After this it was decided that the camp should be turned into a hospital for the  the treatment and isolation of soldiers suffering from venereal diseases. (There was another hospital for this purpose off the Newmarket Road where Ditton Fields is.) Those soldiers being treated were heavily guarded and not allowed to leave the camp; however there were cases of escapes. Some local residents were very unhappy about the presence of such a camp especially when there were still 800 inmates at the end of the war. Such was the moral stigma attached to the buildings that it proved impossible to find any other use for them after the war.

The two photos show the field on which the hospital was set up. In one photo Cowper Road can be seen in the distance. At the time there were no other roads between Cowper Road and Cherry Hinton Hall.

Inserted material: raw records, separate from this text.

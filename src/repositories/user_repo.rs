use async_trait::async_trait;
use tracing::instrument;
use uuid::Uuid;

use crate::{
    models::users::{NewUser, ProfileChanges, User},
    Error, Result,
};

use super::PostgresRepo;

const USER_COLUMNS: &str =
    "id, username, email, password, avatar, bio, role, created_at, updated_at";

#[async_trait]
pub trait UserRepository: Send + Sync {
    async fn find_by_id(&self, user_id: Uuid) -> Result<Option<User>>;
    async fn find_by_email(&self, email: &str) -> Result<Option<User>>;
    async fn find_by_username_or_email(&self, username: &str, email: &str)
        -> Result<Option<User>>;
    async fn create_user(&self, new_user: NewUser) -> Result<User>;
    async fn update_profile(&self, user_id: Uuid, changes: &ProfileChanges) -> Result<User>;
}

#[async_trait]
impl UserRepository for PostgresRepo {
    #[instrument(skip(self))]
    async fn find_by_id(&self, user_id: Uuid) -> Result<Option<User>> {
        let user = sqlx::query_as::<_, User>(&format!(
            "SELECT {USER_COLUMNS} FROM users WHERE id = $1"
        ))
        .bind(user_id)
        .fetch_optional(&self.pool)
        .await?;

        tracing::debug!(user_found = user.is_some(), "User query completed");
        Ok(user)
    }

    #[instrument(skip(self))]
    async fn find_by_email(&self, email: &str) -> Result<Option<User>> {
        let user = sqlx::query_as::<_, User>(&format!(
            "SELECT {USER_COLUMNS} FROM users WHERE email = $1"
        ))
        .bind(email)
        .fetch_optional(&self.pool)
        .await?;

        tracing::debug!(user_found = user.is_some(), "User query completed");
        Ok(user)
    }

    #[instrument(skip(self))]
    async fn find_by_username_or_email(
        &self,
        username: &str,
        email: &str,
    ) -> Result<Option<User>> {
        let user = sqlx::query_as::<_, User>(&format!(
            "SELECT {USER_COLUMNS} FROM users WHERE username = $1 OR email = $2 LIMIT 1"
        ))
        .bind(username)
        .bind(email)
        .fetch_optional(&self.pool)
        .await?;

        Ok(user)
    }

    #[instrument(skip(self, new_user), fields(username = %new_user.username))]
    async fn create_user(&self, new_user: NewUser) -> Result<User> {
        let user = sqlx::query_as::<_, User>(&format!(
            r#"
            INSERT INTO users (id, username, email, password)
            VALUES ($1, $2, $3, $4)
            RETURNING {USER_COLUMNS}
            "#
        ))
        .bind(Uuid::now_v7())
        .bind(new_user.username)
        .bind(new_user.email)
        .bind(new_user.password_hash)
        .fetch_one(&self.pool)
        .await?;

        tracing::info!(user_id = %user.id, "User created");
        Ok(user)
    }

    #[instrument(skip(self))]
    async fn update_profile(&self, user_id: Uuid, changes: &ProfileChanges) -> Result<User> {
        let user = sqlx::query_as::<_, User>(&format!(
            r#"
            UPDATE users
            SET username = COALESCE($2, username),
                bio = COALESCE($3, bio),
                avatar = COALESCE($4, avatar),
                updated_at = NOW()
            WHERE id = $1
            RETURNING {USER_COLUMNS}
            "#
        ))
        .bind(user_id)
        .bind(changes.username.as_deref())
        .bind(changes.bio.as_deref())
        .bind(changes.avatar.as_deref())
        .fetch_optional(&self.pool)
        .await?;

        user.ok_or_else(|| Error::NotFound("User not found".to_string()))
    }
}
impl JobWorker {
    /// Run one job to completion, or return `None` if the run is cancelled first.
    async fn run(self, job: Job, cancel: CancellationToken) -> Option<JobResult> {
        let symbol = job.symbol().to_string();
        notify(|| self.reporter.on_job_start(&symbol));

        metrics::JOBS_IN_FLIGHT.inc();
        let started = Instant::now();
        let outcome = tokio::select! {
            biased;
            _ = cancel.cancelled() => None,
            outcome = AssertUnwindSafe(self.execute(&job)).catch_unwind() => Some(outcome),
        };
        metrics::JOBS_IN_FLIGHT.dec();

        let Some(outcome) = outcome else {
            debug!(symbol = %symbol, "Job abandoned by cancellation");
            notify(|| self.reporter.on_job_abandoned(&symbol));
            return None;
        };

        let result = match outcome {
            Ok(Ok(rows)) => JobResult::success(symbol, rows),
            Ok(Err(e)) => JobResult::failure(symbol, e),
            Err(panic) => {
                let message = panic_message(panic.as_ref());
                error!(symbol = %symbol, panic = %message, "Job panicked");
                JobResult::failure(symbol, JobError::Panicked(message))
            }
        };

        metrics::record_job(result.is_success(), result.rows_written, started.elapsed());
        notify(|| self.reporter.on_job_finish(&result));
        Some(result)
    }

    /// Resolve, then fetch and persist unless the job is a dry run.
    async fn execute(&self, job: &Job) -> Result<usize, JobError> {
        let instrument = self.resolver.resolve(job.symbol()).await?;

        if job.is_dry_run() {
            info!(
                symbol = %instrument.symbol,
                venue = %instrument.venue,
                instrument_id = instrument.instrument_id,
                from = %job.from(),
                to = %job.to(),
                "[dry run] Would fetch {} bars",
                job.granularity()
            );
            return Ok(0);
        }

        debug!(
            symbol = %instrument.symbol,
            instrument_id = instrument.instrument_id,
            source = self.source.name(),
            "Fetching series"
        );
        let bars = self
            .source
            .fetch_series(&instrument, job.from(), job.to(), job.granularity())
            .await?;

        let rows = self
            .store
            .write_series(&instrument, job.granularity(), &bars)
            .await?;
        debug!(symbol = %instrument.symbol, bars = bars.len(), rows, "Series persisted");

        Ok(rows)
    }
}

fn panic_message(panic: &(dyn Any + Send)) -> String {
    if let Some(s) = panic.downcast_ref::<&str>() {
        s.to_string()
    } else if let Some(s) = panic.downcast_ref::<String>() {
        s.clone()
    } else {
        "unknown panic".to_string()
    }
}

/// The backfill orchestrator.
pub struct Backfiller {
    source: Arc<dyn DataSource>,
    store: Arc<dyn Store>,
    resolver: InstrumentResolver,
    reporter: Arc<dyn ProgressReporter>,
}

The 1920 map of Cambridge shows in detail the buildings of the Military Hospital. They actually stretched east of the later line of Mowbray Road as far as the stream which ran to the east parallel to the later line of the road. The south west corner of the hospital site was immediately opposite the junction of Hinton Avenue and Mowbray Road.

Sources: Cambridge News (Cambridgeshire Collection)

1918

Pte H C Flack aged 31 was reported to have died on 8.11.1918 at the hospital, possibly from influenza.